Restrictions on who attends college and what they study is a key part of this reversal. 

Jasmine Banks is the co-founder of Parenting is Political, a podcast and online community that boosts the visibility of diverse families. 

She says that the right wing has long advocated for reduced access to college loans and financial aid and has sought to limit PLUS loans for professional degrees, including nursing, a field that is largely female. But Banks believes that there’s even more to their agenda. “I think we’re going to see an increased promotion of libertarian Christian universities,” she says. “I expect Liberty University, for example, to be heralded as a model to replace secular programs for those conservatives who want to get a degree.” That model, developed by the Rev. Jerry Falwell in 1971, seeks to “develop Christ-centered men and women with the values, knowledge, and skills essential to impact the world.” Loyalty to the conservative agenda seems to take precedence over knowledge and skills: According to a recent email sent to law students at Liberty, students interested in interning with the Department of Labor “MUST be aligned politically with President Trump and his administration,” but notes that “GPA is not a strong factor.” 

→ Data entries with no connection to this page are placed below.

//! Place search.

use async_trait::async_trait;
use serde::{Deserialize, Serialize};
use std::time::Duration;
use thiserror::Error;

use astrolabe_config::GeocoderSettings;

pub const MIN_QUERY_LEN: usize = 3;

#[derive(Error, Debug, Clone, PartialEq)]
pub enum GeocodeError {
    #[error("Search query must be at least 3 characters")]
    QueryTooShort,
    #[error("Geocoder request failed: {0}")]
    Transport(String),
    #[error("Geocoder returned HTTP {0}")]
    Status(u16),
}

/// One candidate match. Coordinates stay decimal strings, as the upstream returns them.
#[derive(Debug, Clone, PartialEq, Serialize, Deserialize)]
pub struct Place {
    pub display_name: String,
    pub lat: String,
    pub lon: String,
}

#[async_trait]
pub trait Geocoder: Send + Sync {
    async fn search(&self, query: &str) -> Result<Vec<Place>, GeocodeError>;
}

pub(crate) fn validate_query(query: &str) -> Result<&str, GeocodeError> {
    let query = query.trim();
    if query.chars().count() < MIN_QUERY_LEN {
        return Err(GeocodeError::QueryTooShort);
    }
    Ok(query)
}

/// OpenStreetMap Nominatim search client.
pub struct NominatimGeocoder {
    client: reqwest::Client,
    base_url: String,
    limit: u32,
}

impl NominatimGeocoder {
    pub fn new(base_url: impl Into<String>, user_agent: &str, limit: u32, timeout: Duration) -> Result<Self, GeocodeError> {
        let client = reqwest::Client::builder()
            .user_agent(user_agent)
            .timeout(timeout)
            .build()
            .map_err(|e| GeocodeError::Transport(e.to_string()))?;
        Ok(Self {
            client,
            base_url: base_url.into().trim_end_matches('/').to_string(),
            limit,
        })
    }

    pub fn from_settings(settings: &GeocoderSettings) -> Result<Self, GeocodeError> {
        Self::new(
            settings.base_url.as_str(),
            &settings.user_agent,
            settings.limit,
            settings.timeout(),
        )
    }
}

#[async_trait]
impl Geocoder for NominatimGeocoder {
    async fn search(&self, query: &str) -> Result<Vec<Place>, GeocodeError> {
        let query = validate_query(query)?;
        let limit = self.limit.to_string();
        let response = self
            .client
            .get(format!("{}/search", self.base_url))
            .query(&[("format", "json"), ("q", query), ("limit", limit.as_str())])
            .send()
            .await
            .map_err(|e| GeocodeError::Transport(e.to_string()))?;

        if !response.status().is_success() {
            return Err(GeocodeError::Status(response.status().as_u16()));
        }
        response
            .json::<Vec<Place>>()
            .await
            .map_err(|e| GeocodeError::Transport(e.to_string()))
    }
}

#[cfg(test)]
mod tests {
    use super::*;

    #[test]
    fn test_short_queries_rejected() {
        assert_eq!(validate_query(" ab "), Err(GeocodeError::QueryTooShort));
        assert_eq!(validate_query(" Oslo "), Ok("Oslo"));
    }

    #[test]
    fn test_nominatim_payload_keeps_string_coordinates() {
        let raw = r#"[{"place_id": 1, "display_name": "Oslo, Norway", "lat": "59.9133301", "lon": "10.7389701"}]"#;
        let places: Vec<Place> = serde_json::from_str(raw).unwrap();
        assert_eq!(places[0].lat, "59.9133301");
        assert_eq!(places[0].display_name, "Oslo, Norway");
    }
}
use chrono::{DateTime, Utc};
use thiserror::Error;

use crate::ephemeris::time::{greenwich_apparent_sidereal_time, normalize_degrees, shortest_arc, AstroTime};
use crate::ephemeris::types::{Body, EclipseBody, EclipseEvent, EclipseKind, EclipticVector};

/// Errors that can occur during ephemeris calculations
#[derive(Error, Debug, Clone, PartialEq)]
pub enum EphemerisError {
    #[error("Ephemeris file not found at path: {path}. {message}")]
    FileNotFound { path: String, message: String },
    #[error("Failed to calculate position for {body} at {datetime}: {message}")]
    CalculationFailed {
        body: Body,
        datetime: DateTime<Utc>,
        message: String,
    },
    #[error("No {kind} eclipse found within {lunations} lunations of {datetime}")]
    EclipseNotFound {
        kind: &'static str,
        lunations: usize,
        datetime: DateTime<Utc>,
    },
}

/// Step used when bracketing a moon-phase crossing, in days.
const PHASE_SCAN_STEP: f64 = 0.25;
/// Bisection stops once the bracket is narrower than this (about 0.1 s).
const PHASE_TOLERANCE_DAYS: f64 = 1e-6;
/// Syzygies examined before an eclipse search gives up. Eclipse seasons recur every
/// ~173 days, so one lunar and one solar eclipse always fall inside this window.
const ECLIPSE_SEARCH_LUNATIONS: usize = 15;

/// |β| limits of the Moon at full moon, degrees.
const LUNAR_TOTAL_LIMIT: f64 = 0.44;
const LUNAR_PARTIAL_LIMIT: f64 = 0.96;
const LUNAR_PENUMBRAL_LIMIT: f64 = 1.54;
/// |β| limits of the Moon at new moon, degrees.
const SOLAR_LIMIT: f64 = 1.58;
const SOLAR_CENTRAL_LIMIT: f64 = 0.93;

const MOON_RADIUS_EARTH_RADII: f64 = 0.2725;
const EARTH_RADIUS_AU: f64 = 4.263_52e-5;
/// Solar semidiameter at 1 AU, degrees.
const SUN_SEMIDIAMETER_1AU: f64 = 0.2666;

/// Source of apparent geocentric positions.
///
/// Backends only have to provide `geo_vector`. Sidereal time, the lunar phase quantities
/// and the phase/eclipse searches are derived from it, so every backend answers them
/// consistently with its own positions.
pub trait Ephemeris: Send + Sync {
    /// Apparent geocentric ecliptic vector of date (light-time, aberration and nutation applied).
    fn geo_vector(&self, body: Body, time: &AstroTime) -> Result<EclipticVector, EphemerisError>;

    /// Greenwich apparent sidereal time, hours [0, 24).
    fn sidereal_time(&self, time: &AstroTime) -> f64 {
        greenwich_apparent_sidereal_time(time)
    }

    /// Moon minus Sun ecliptic longitude in [0, 360): 0 new, 90 first quarter, 180 full.
    fn moon_phase(&self, time: &AstroTime) -> Result<f64, EphemerisError> {
        let moon = self.geo_vector(Body::Moon, time)?;
        let sun = self.geo_vector(Body::Sun, time)?;
        Ok(normalize_degrees(moon.lon - sun.lon))
    }

    /// Illuminated fraction of the lunar disc, [0, 1].
    fn illumination(&self, time: &AstroTime) -> Result<f64, EphemerisError> {
        let moon = self.geo_vector(Body::Moon, time)?;
        let sun = self.geo_vector(Body::Sun, time)?;
        let cos_elongation =
            moon.lat.to_radians().cos() * (moon.lon - sun.lon).to_radians().cos();
        Ok(((1.0 - cos_elongation) / 2.0).clamp(0.0, 1.0))
    }

    /// First instant after `start` at which the phase angle equals `target`, searching at
    /// most `limit_days` ahead. `Ok(None)` when it does not occur in the window.
    fn search_moon_phase(
        &self,
        target: f64,
        start: &AstroTime,
        limit_days: f64,
    ) -> Result<Option<AstroTime>, EphemerisError> {
        let offset = |t: &AstroTime| -> Result<f64, EphemerisError> {
            Ok(shortest_arc(target, self.moon_phase(t)?))
        };

        let mut t1 = *start;
        let mut f1 = offset(&t1)?;
        let mut elapsed = 0.0;
        while elapsed < limit_days {
            let step = PHASE_SCAN_STEP.min(limit_days - elapsed);
            let t2 = t1.add_days(step);
            let f2 = offset(&t2)?;
            elapsed += step;

            // The phase only increases, so a crossing is a rise through zero; the jump
            // from +180 to -180 on the far side is ignored.
            if f1 < 0.0 && f2 >= 0.0 && f2 - f1 < 90.0 {
                return bisect_phase(&offset, t1, t2).map(Some);
            }
            t1 = t2;
            f1 = f2;
        }
        Ok(None)
    }

    /// Next lunar eclipse peaking at or after `start`.
    fn search_lunar_eclipse(&self, start: &AstroTime) -> Result<EclipseEvent, EphemerisError> {
        let mut cursor = *start;
        for _ in 0..ECLIPSE_SEARCH_LUNATIONS {
            let Some(full) = self.search_moon_phase(180.0, &cursor, 40.0)? else {
                break;
            };
            let beta = self.geo_vector(Body::Moon, &full)?.lat.abs();
            let kind = if beta < LUNAR_TOTAL_LIMIT {
                Some(EclipseKind::Total)
            } else if beta < LUNAR_PARTIAL_LIMIT {
                Some(EclipseKind::Partial)
            } else if beta < LUNAR_PENUMBRAL_LIMIT {
                Some(EclipseKind::Penumbral)
            } else {
                None
            };
            if let Some(kind) = kind {
                return Ok(EclipseEvent {
                    body: EclipseBody::Lunar,
                    kind,
                    peak: full,
                });
            }
            cursor = full.add_days(10.0);
        }
        Err(EphemerisError::EclipseNotFound {
            kind: "lunar",
            lunations: ECLIPSE_SEARCH_LUNATIONS,
            datetime: start.to_datetime(),
        })
    }

    /// Next solar eclipse peaking at or after `start`.
    fn search_solar_eclipse(&self, start: &AstroTime) -> Result<EclipseEvent, EphemerisError> {
        let mut cursor = *start;
        for _ in 0..ECLIPSE_SEARCH_LUNATIONS {
            let Some(new) = self.search_moon_phase(0.0, &cursor, 40.0)? else {
                break;
            };
            let moon = self.geo_vector(Body::Moon, &new)?;
            let beta = moon.lat.abs();
            if beta < SOLAR_LIMIT {
                let kind = if beta < SOLAR_CENTRAL_LIMIT {
                    let sun = self.geo_vector(Body::Sun, &new)?;
                    let moon_sd = (MOON_RADIUS_EARTH_RADII * EARTH_RADIUS_AU / moon.dist)
                        .asin()
                        .to_degrees();
                    let sun_sd = SUN_SEMIDIAMETER_1AU / sun.dist;
                    if moon_sd > sun_sd {
                        EclipseKind::Total
                    } else {
                        EclipseKind::Annular
                    }
                } else {
                    EclipseKind::Partial
                };
                return Ok(EclipseEvent {
                    body: EclipseBody::Solar,
                    kind,
                    peak: new,
                });
            }
            cursor = new.add_days(10.0);
        }
        Err(EphemerisError::EclipseNotFound {
            kind: "solar",
            lunations: ECLIPSE_SEARCH_LUNATIONS,
            datetime: start.to_datetime(),
        })
    }
}

fn bisect_phase<F>(offset: &F, mut lo: AstroTime, mut hi: AstroTime) -> Result<AstroTime, EphemerisError>
where
    F: Fn(&AstroTime) -> Result<f64, EphemerisError>,
{
    while hi.ut - lo.ut > PHASE_TOLERANCE_DAYS {
        let mid = AstroTime::from_ut((lo.ut + hi.ut) / 2.0);
        if offset(&mid)? < 0.0 {
            lo = mid;
        } else {
            hi = mid;
        }
    }
    Ok(hi)
}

Like Banks, Joan Wallach Scott, a member of the American Association of University Professors’ Committee on Academic Freedom, sees the report as an attempt to return to an era when college attendance was less common for women and people of color. University expansion, including the growth of community colleges in the 1950s and ’60s, aimed to produce what Scott calls “a well-informed and democratic citizenry, with people who understand the need to participate in society. ‘Saving America by Saving the Family’ is the opposite of this.” Fighting back, she says, is essential, and requires using every means possible.

Spillar agrees and cites the need for broad coalitions between gender equity, civil rights, LGBTQIA+, educational access, disability justice, human rights, environmental and economic justice groups. Heritage may have succeeded with Project 2025, but that’s not a reason to cede ground in this next fight. “The patriarchy is defending itself,” she says. “I am optimistic that if we organize at the grassroots, win the midterm elections, and litigate to stop bad legislation and executive orders from taking effect, we will be able to save our democracy.”